Troubleshooting in Managed Service for Kubernetes
This section describes typical problems you may encounter while using Managed Service for Kubernetes and gives troubleshooting recommendations.
Error creating a cluster in a different folder's cloud network
Error message:
Permission denied
The error occurs when the resource service account has no required roles in the folder whose cloud network is selected when creating a cluster.
To create a Managed Service for Kubernetes cluster in a cloud network of another folder, assign the resource service account the following roles in this folder:
To use a public IP address, also assign the vpc.publicAdmin role.
A namespace has been deleted but its status is Terminating and its deletion is not completed
This happens when a namespace has stuck resources that cannot be deleted by the namespace controller.
To fix the issue, delete the stuck resources manually.

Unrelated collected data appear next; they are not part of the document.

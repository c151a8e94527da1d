//! In-memory fakes for the client boundary (testing only)
//!
//! Provides `StaticClient`, `ScriptedClient` and `UnreachableClient`, which
//! satisfy [`HttpClient`] without touching the network.

use std::collections::HashMap;
use std::sync::atomic::{AtomicUsize, Ordering};
use std::sync::Mutex;

use async_trait::async_trait;

use crate::client::{HttpClient, ProbeRequest, ProbeResponse};
use crate::error::ClientError;

// ---------------------------------------------------------------------------
// StaticClient
// ---------------------------------------------------------------------------

/// Answers every request with the same status.
#[derive(Debug)]
pub struct StaticClient {
    status: u16,
    calls: AtomicUsize,
}

impl StaticClient {
    pub fn new(status: u16) -> Self {
        Self {
            status,
            calls: AtomicUsize::new(0),
        }
    }

    pub fn calls(&self) -> usize {
        self.calls.load(Ordering::SeqCst)
    }
}

#[async_trait]
impl HttpClient for StaticClient {
    async fn request(&self, _request: &ProbeRequest) -> Result<ProbeResponse, ClientError> {
        self.calls.fetch_add(1, Ordering::SeqCst);
        Ok(ProbeResponse::with_status(self.status))
    }
}

// ---------------------------------------------------------------------------
// ScriptedClient
// ---------------------------------------------------------------------------

/// Answers by `METHOD path` with a fallback status, recording every request.
///
/// Routes match on the request path only (query parameters are ignored), so
/// probes with randomized path segments can be scripted by prefix through
/// [`ScriptedClient::route_prefix`].
#[derive(Debug)]
pub struct ScriptedClient {
    fallback: u16,
    exact: HashMap<String, u16>,
    prefixes: Vec<(String, u16)>,
    failing: Vec<String>,
    log: Mutex<Vec<ProbeRequest>>,
}

impl ScriptedClient {
    pub fn new(fallback: u16) -> Self {
        Self {
            fallback,
            exact: HashMap::new(),
            prefixes: Vec::new(),
            failing: Vec::new(),
            log: Mutex::new(Vec::new()),
        }
    }

    /// Respond to exactly `label` (e.g. `"GET /board"`) with `status`.
    pub fn route(mut self, label: &str, status: u16) -> Self {
        self.exact.insert(label.to_string(), status);
        self
    }

    /// Respond to any label starting with `prefix` with `status`.
    pub fn route_prefix(mut self, prefix: &str, status: u16) -> Self {
        self.prefixes.push((prefix.to_string(), status));
        self
    }

    /// Fail with a connection error for labels starting with `prefix`.
    pub fn fail_prefix(mut self, prefix: &str) -> Self {
        self.failing.push(prefix.to_string());
        self
    }

    /// Every request seen so far, in order.
    pub fn requests(&self) -> Vec<ProbeRequest> {
        self.log.lock().unwrap().clone()
    }

    /// `METHOD path` labels of every request seen so far.
    pub fn labels(&self) -> Vec<String> {
        self.requests().iter().map(ProbeRequest::label).collect()
    }

    fn status_for(&self, label: &str) -> u16 {
        if let Some(status) = self.exact.get(label) {
            return *status;
        }
        self.prefixes
            .iter()
            .find(|(prefix, _)| label.starts_with(prefix.as_str()))
            .map(|(_, status)| *status)
            .unwrap_or(self.fallback)
    }
}

#[async_trait]
impl HttpClient for ScriptedClient {
    async fn request(&self, request: &ProbeRequest) -> Result<ProbeResponse, ClientError> {
        let label = request.label();
        self.log.lock().unwrap().push(request.clone());
        if self.failing.iter().any(|p| label.starts_with(p.as_str())) {
            return Err(ClientError::Connect(format!("scripted failure for {}", label)));
        }
        Ok(ProbeResponse::with_status(self.status_for(&label)))
    }
}

// ---------------------------------------------------------------------------
// UnreachableClient
// ---------------------------------------------------------------------------

/// Fails every request as if the server refused the connection.
#[derive(Debug, Default)]
pub struct UnreachableClient {
    calls: AtomicUsize,
}

impl UnreachableClient {
    pub fn new() -> Self {
        Self::default()
    }

    pub fn calls(&self) -> usize {
        self.calls.load(Ordering::SeqCst)
    }
}

#[async_trait]
impl HttpClient for UnreachableClient {
    async fn request(&self, request: &ProbeRequest) -> Result<ProbeResponse, ClientError> {
        self.calls.fetch_add(1, Ordering::SeqCst);
        Err(ClientError::Connect(format!(
            "connection refused ({})",
            request.label()
        )))
    }
}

If you do not have the Yandex Cloud command line interface yet, install and initialize it.
The folder specified in the CLI profile is used by default. You can specify a different folder using the --folder-name
or --folder-id
parameter.
-
Get a list of resources that remain within the namespace:
kubectl api-resources --verbs=list --namespaced --output=name \ | xargs --max-args=1 kubectl get --show-kind \ --ignore-not-found --namespace=<namespace>
-
Delete the resources found:
kubectl delete <resource_type> <resource_name> --namespace=<namespace>
That being done, if the namespace is still in the Terminating
status and cannot be deleted, delete it forcibly using finalizer
:
-
Enable Kubernetes API proxy to your local computer:
kubectl proxy
-
Delete the namespace:
kubectl get namespace <namespace> --output=json \ | jq '.spec = {"finalizers":[]}' > temp.json && \ curl --insecure --header "Content-Type: application/json" \ --request PUT --data-binary @temp.json \ 127.0.0.1:8001/api/v1/namespaces/<namespace>/finalize
We do not recommend deleting the namespace with the Terminating
status using finalizer
right away, as this may cause the stuck resources to remain in your Managed Service for Kubernetes cluster.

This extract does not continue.